Sir John Tusa | Photo: Ian Willoughby,  Radio Prague International

“From the seven episodes the top three would be the one I mentioned with Sir John Tusa, also that with  Paavo Jarvi, who is Estonian by birth and now a cosmopolitan Grammy-winning conductor, and also the interview with Tamara Rojo, who is Artistic Director and Lead Principal Dancer at the English National Ballet. Those were the top three that generated the most interest among listeners.”

How many of them were there on average?

“About one thousand downloads, I would say.”

Given the fact that there have been only seven interviews and the podcasts are so popular are you planning to run more in the future?

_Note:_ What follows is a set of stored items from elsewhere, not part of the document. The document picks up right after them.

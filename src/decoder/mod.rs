//! Decoders for the markup payloads stored on test-case work items.
//!
//! Three fields carry structured data as loosely formed markup:
//! - `Microsoft.VSTS.TCM.Steps` → [`decode_steps`]
//! - `Microsoft.VSTS.TCM.Parameters` → [`decode_parameters`]
//! - `Microsoft.VSTS.TCM.LocalDataSource` → [`decode_value_rows`]
//!
//! None of the decoders fail. Malformed input is logged and decodes to an
//! empty list, so a case can always be produced. Steps and parameters get a
//! second chance through fragment recovery when strict parsing fails.

mod markup;
mod parameters;
mod recovery;
mod steps;
mod values;

use std::sync::OnceLock;

use regex::Regex;
use serde_json::{Map, Value};

pub use markup::{Element, MarkupError, Node};
pub use parameters::decode_parameters;
pub use steps::decode_steps;
pub use values::decode_value_rows;

use crate::models::{fields, Parameter, ParameterValueRow, Step, WorkItem};

const CDATA_OPEN: &str = "<![CDATA[";
const CDATA_CLOSE: &str = "]]>";

/// The three decoded payloads of one work item.
#[derive(Debug, Clone, Default, PartialEq, Eq)]
pub struct DecodedPayload {
    pub steps: Vec<Step>,
    pub parameters: Vec<Parameter>,
    pub parameter_values: Vec<ParameterValueRow>,
}

impl DecodedPayload {
    /// Decode whichever payload fields are present. Missing or non-string
    /// fields decode to empty lists.
    pub fn from_fields(fields: &Map<String, Value>) -> Self {
        let text = |name: &str| fields.get(name).and_then(Value::as_str).unwrap_or_default();
        Self {
            steps: decode_steps(text(fields::STEPS)),
            parameters: decode_parameters(text(fields::PARAMETERS)),
            parameter_values: decode_value_rows(text(fields::LOCAL_DATA_SOURCE)),
        }
    }

    pub fn from_work_item(item: &WorkItem) -> Self {
        tracing::debug_span!("decode", work_item = item.id).in_scope(|| Self::from_fields(&item.fields))
    }
}

/// Prepare a raw payload for strict parsing.
///
/// Unwraps a CDATA section that encloses the whole payload (inner CDATA is
/// left to the parser) and, unless the text already starts
/// with a declaration or the expected root element, wraps it in `<root>`.
pub(crate) fn normalize(raw: &str, root: &str) -> String {
    let mut text = raw.trim();

    if let Some(inner) = text
        .strip_prefix(CDATA_OPEN)
        .and_then(|rest| rest.strip_suffix(CDATA_CLOSE))
    {
        tracing::debug!("Unwrapping CDATA section from <{}> payload", root);
        text = inner.trim();
    }

    if text.starts_with("<?xml") || starts_with_element(text, root) {
        text.to_string()
    } else {
        format!("<{root}>{text}</{root}>")
    }
}

fn starts_with_element(text: &str, name: &str) -> bool {
    text.strip_prefix('<')
        .and_then(|rest| rest.strip_prefix(name))
        .is_some_and(|rest| rest.starts_with(|c: char| c == '>' || c == '/' || c.is_whitespace()))
}

fn tag_pattern() -> &'static Regex {
    static TAG: OnceLock<Regex> = OnceLock::new();
    TAG.get_or_init(|| Regex::new(r"(?s)<[^>]*>").expect("tag pattern is valid"))
}

fn line_break_pattern() -> &'static Regex {
    static BREAK: OnceLock<Regex> = OnceLock::new();
    BREAK.get_or_init(|| Regex::new(r"(?i)<br\s*/?>").expect("line break pattern is valid"))
}

/// Reduce rich text to plain text: tags removed, `<br>` kept as a newline,
/// common entities decoded, surrounding whitespace trimmed.
pub fn strip_markup(text: &str) -> String {
    if !text.contains('<') && !text.contains('&') {
        return text.trim().to_string();
    }
    let with_breaks = line_break_pattern().replace_all(text, "\n");
    let plain = tag_pattern().replace_all(&with_breaks, "");
    decode_entities(&plain).trim().to_string()
}

fn decode_entities(text: &str) -> String {
    text.replace("&nbsp;", " ")
        .replace("&lt;", "<")
        .replace("&gt;", ">")
        .replace("&quot;", "\"")
        .replace("&#39;", "'")
        .replace("&apos;", "'")
        .replace("&amp;", "&")
}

“As I mentioned, this has been a joint project led by the Czech Centre in London in cooperation with UNIC and there are now discussions with UNIC members about a second series that would run in the fall. We are discussing whether we would be looking at the cultural scene again or introduce other topics such as sustainability, climate change and so on. All that is being debated. But we are very encouraged by the response to the first series.

Czech out the UNICAST series at:

Excerpt from interview with Sir John Tusa:

When we were about to cross the border between Germany and Holland a woman in the carriage opposite said to my mother “Will you take my children and pretend that they are yours, because I am sure that Nazi border guards will stop us, because we are Jewish.” My mother knew that this wasn’t going to work and that if she tried to do it we would be arrested as well. So she said NO, which is completely understandable, but it haunted her for the rest of her life. Agony for the woman concerned, who knew she was going to be taken off the train because she was Jewish and agony for my mother who knew that in saying “I won’t try to take your children over” she was denying them the possibility of a free life. That was what life was like; that was what Europe was like in the weeks before the Second World War broke out. Absolutely tragic and spine-chilling to this day.